In recent years, we all have experienced rapid technological evolution in areas such as AI, blockchain, cybersecurity, and cloud computing. With their expansion, businesses worldwide have started to increasingly require specialized expertise in sectors like software development, computer systems, and information security. 

Many companies though have begun to face challenges in finding enough tech talent to fill open positions because their local talent pools could not keep up with the growing demand. Korn Ferry has projected a global shortfall of up to 85 million workers by 2030, mainly in industries like technology, engineering, and healthcare. The US, Japan, Israel, and the Nordic countries are especially affected, as their high-tech industries are growing much faster than the number of qualified professionals entering the workforce. In the US, this situation is worsened by numerous tech giants such as Google, Amazon, and Microsoft attracting top talent with high salaries and benefits and making it difficult for smaller companies and startups to compete for qualified candidates. 

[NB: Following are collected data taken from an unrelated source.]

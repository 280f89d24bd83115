//! Server-sent event decoding for streamed completions.

use futures::Stream;
use futures::StreamExt;
use std::pin::Pin;
use std::task::{Context, Poll};
use tokio_util::sync::CancellationToken;

use crate::error::ChatError;
use crate::outcome::Outcome;
use crate::response::{FinishReason, ResponseChunk};
use crate::transport::ByteStream;
use crate::types::{FunctionCall, Message, Role};

const DONE_SENTINEL: &str = "[DONE]";

/// Largest event, pending line plus joined data, the decoder will hold.
pub const MAX_EVENT_BYTES: usize = 1 << 20;

/// Splits a byte stream into SSE event payloads.
///
/// Consecutive `data:` lines are joined with `\n`; a blank line ends the
/// event. Other fields and `:` comments are ignored. Bytes are buffered until
/// a full line is available, so multi-byte characters split across reads
/// decode correctly.
#[derive(Debug, Default)]
pub struct SseDecoder {
    buffer: Vec<u8>,
    /// Prefix of `buffer` already searched for a newline.
    scanned: usize,
    data: Option<String>,
}

impl SseDecoder {
    pub fn new() -> Self {
        Self::default()
    }

    /// Feeds raw bytes and returns every event completed by them.
    ///
    /// Fails with [`ChatError::MalformedChunk`] once an unfinished event
    /// grows past [`MAX_EVENT_BYTES`]; the decoder is reset.
    pub fn push(&mut self, bytes: &[u8]) -> Result<Vec<String>, ChatError> {
        self.buffer.extend_from_slice(bytes);

        let mut events = Vec::new();
        let mut start = 0;
        let mut from = self.scanned;
        while let Some(offset) = self.buffer[from..].iter().position(|b| *b == b'\n') {
            let end = from + offset;
            let raw = &self.buffer[start..end];
            let raw = raw.strip_suffix(b"\r").unwrap_or(raw);
            let line = String::from_utf8_lossy(raw).into_owned();
            if let Some(event) = self.take_line(&line) {
                events.push(event);
            }
            start = end + 1;
            from = start;
        }
        self.buffer.drain(..start);
        self.scanned = self.buffer.len();

        let pending = self.buffer.len() + self.data.as_ref().map_or(0, String::len);
        if pending > MAX_EVENT_BYTES {
            *self = Self::default();
            return Err(ChatError::MalformedChunk(format!(
                "event exceeds {MAX_EVENT_BYTES} bytes without a terminator"
            )));
        }
        Ok(events)
    }

    /// Flushes a trailing event the server did not terminate with a blank line.
    pub fn finish(&mut self) -> Option<String> {
        self.scanned = 0;
        if !self.buffer.is_empty() {
            let rest = std::mem::take(&mut self.buffer);
            let line = String::from_utf8_lossy(&rest).into_owned();
            if let Some(event) = self.take_line(line.trim_end_matches('\r')) {
                return Some(event);
            }
        }
        self.data.take()
    }

    fn take_line(&mut self, line: &str) -> Option<String> {
        if line.is_empty() {
            return self.data.take();
        }
        if let Some(rest) = line.strip_prefix("data:") {
            let fragment = rest.strip_prefix(' ').unwrap_or(rest);
            match &mut self.data {
                Some(existing) => {
                    existing.push('\n');
                    existing.push_str(fragment);
                }
                None => self.data = Some(fragment.to_string()),
            }
        }
        None
    }
}

/// A decoded SSE payload.
#[derive(Debug, Clone, PartialEq)]
pub enum StreamEvent {
    Chunk(ResponseChunk),
    Done,
}

/// Parses one event payload. Empty payloads yield `None`.
pub fn parse_event(data: &str) -> Option<Result<StreamEvent, ChatError>> {
    let trimmed = data.trim();
    if trimmed.is_empty() {
        return None;
    }
    if trimmed == DONE_SENTINEL {
        return Some(Ok(StreamEvent::Done));
    }
    Some(
        serde_json::from_str(trimmed)
            .map(StreamEvent::Chunk)
            .map_err(|err| ChatError::MalformedChunk(err.to_string())),
    )
}

/// Lazy, single-pass sequence of streamed chunks.
///
/// It is backed by a live HTTP body: it cannot be cloned or restarted, and it
/// must be drained by a single consumer. It ends after the server's `[DONE]`,
/// when the server closes the connection, or once the cancellation token
/// fires. A transport error or malformed event is yielded as a failure
/// outcome and then ends the stream.
pub struct ChunkStream {
    inner: Pin<Box<dyn Stream<Item = Outcome<ResponseChunk>> + Send>>,
}

impl ChunkStream {
    pub(crate) fn new(bytes: ByteStream, cancel: CancellationToken) -> Self {
        Self {
            inner: Box::pin(decode_chunks(bytes, cancel)),
        }
    }

    /// Drains the stream into an accumulator, stopping at the first failure.
    pub async fn collect_message(mut self) -> Outcome<StreamAccumulator> {
        let mut acc = StreamAccumulator::new();
        while let Some(item) = self.next().await {
            match item {
                Outcome::Success(chunk) => acc.push(&chunk),
                Outcome::RetryableFailure(trace) => return Outcome::RetryableFailure(trace),
                Outcome::PermanentFailure(trace) => return Outcome::PermanentFailure(trace),
            }
        }
        Outcome::Success(acc)
    }
}

impl std::fmt::Debug for ChunkStream {
    fn fmt(&self, f: &mut std::fmt::Formatter<'_>) -> std::fmt::Result {
        f.debug_struct("ChunkStream").finish_non_exhaustive()
    }
}

impl Stream for ChunkStream {
    type Item = Outcome<ResponseChunk>;

    fn poll_next(mut self: Pin<&mut Self>, cx: &mut Context<'_>) -> Poll<Option<Self::Item>> {
        self.inner.as_mut().poll_next(cx)
    }
}

fn decode_chunks(
    mut bytes: ByteStream,
    cancel: CancellationToken,
) -> impl Stream<Item = Outcome<ResponseChunk>> + Send {
    async_stream::stream! {
        let mut decoder = SseDecoder::new();
        loop {
            let next = tokio::select! {
                biased;
                _ = cancel.cancelled() => {
                    tracing::debug!("chat stream cancelled by caller");
                    break;
                }
                next = bytes.next() => next,
            };

            let (events, closed) = match next {
                Some(Ok(raw)) => match decoder.push(&raw) {
                    Ok(events) => (events, false),
                    Err(err) => {
                        yield Outcome::from_error("stream", &err);
                        break;
                    }
                },
                Some(Err(err)) => {
                    yield Outcome::from_error("stream", &err);
                    break;
                }
                None => (decoder.finish().into_iter().collect(), true),
            };

            for data in events {
                match parse_event(&data) {
                    None => {}
                    Some(Ok(StreamEvent::Chunk(chunk))) => yield Outcome::Success(chunk),
                    Some(Ok(StreamEvent::Done)) => {
                        tracing::debug!("chat stream finished");
                        return;
                    }
                    Some(Err(err)) => {
                        yield Outcome::from_error("stream", &err);
                        return;
                    }
                }
            }

            if closed {
                tracing::debug!("chat stream closed by server");
                break;
            }
        }
    }
}

/// Folds streamed chunks into a complete assistant turn.
///
/// Only the first choice is tracked. Chunks without a content delta are
/// accepted and contribute nothing to the text.
#[derive(Debug, Clone, Default)]
pub struct StreamAccumulator {
    role: Option<Role>,
    content: String,
    function_call: Option<FunctionCall>,
    finish_reason: Option<FinishReason>,
}

impl StreamAccumulator {
    pub fn new() -> Self {
        Self::default()
    }

    pub fn push(&mut self, chunk: &ResponseChunk) {
        let Some(choice) = chunk.choices.first() else {
            return;
        };
        if let Some(role) = choice.delta.role {
            self.role = Some(role);
        }
        if let Some(content) = &choice.delta.content {
            self.content.push_str(content);
        }
        if let Some(call) = &choice.delta.function_call {
            call.merge_into(&mut self.function_call);
        }
        if choice.finish_reason.is_some() {
            self.finish_reason = choice.finish_reason;
        }
    }

    pub fn content(&self) -> &str {
        &self.content
    }

    pub fn finish_reason(&self) -> Option<FinishReason> {
        self.finish_reason
    }

    /// The completed assistant message, ready to be remembered.
    pub fn into_message(self) -> Message {
        match self.function_call {
            Some(call) => Message::assistant_function_call(call),
            None => Message::assistant(self.content),
        }
    }
}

So, it is no surprise that outsourcing and staff augmentation (learn the difference between them here) have become a new norm for US companies. In addition to just filling required roles, outsourcing provides access to the global pool of talent, allowing countries with attractive job markets like the US to attract top professionals. Besides, lower labor costs and costs of living make outsourcing a smart choice for North American companies. If you are still unsure if outsourcing is right for your business, read one of our previous blog posts: Is It Worth Outsourcing Your Software Development?

What Is Causing the Latin American Boom?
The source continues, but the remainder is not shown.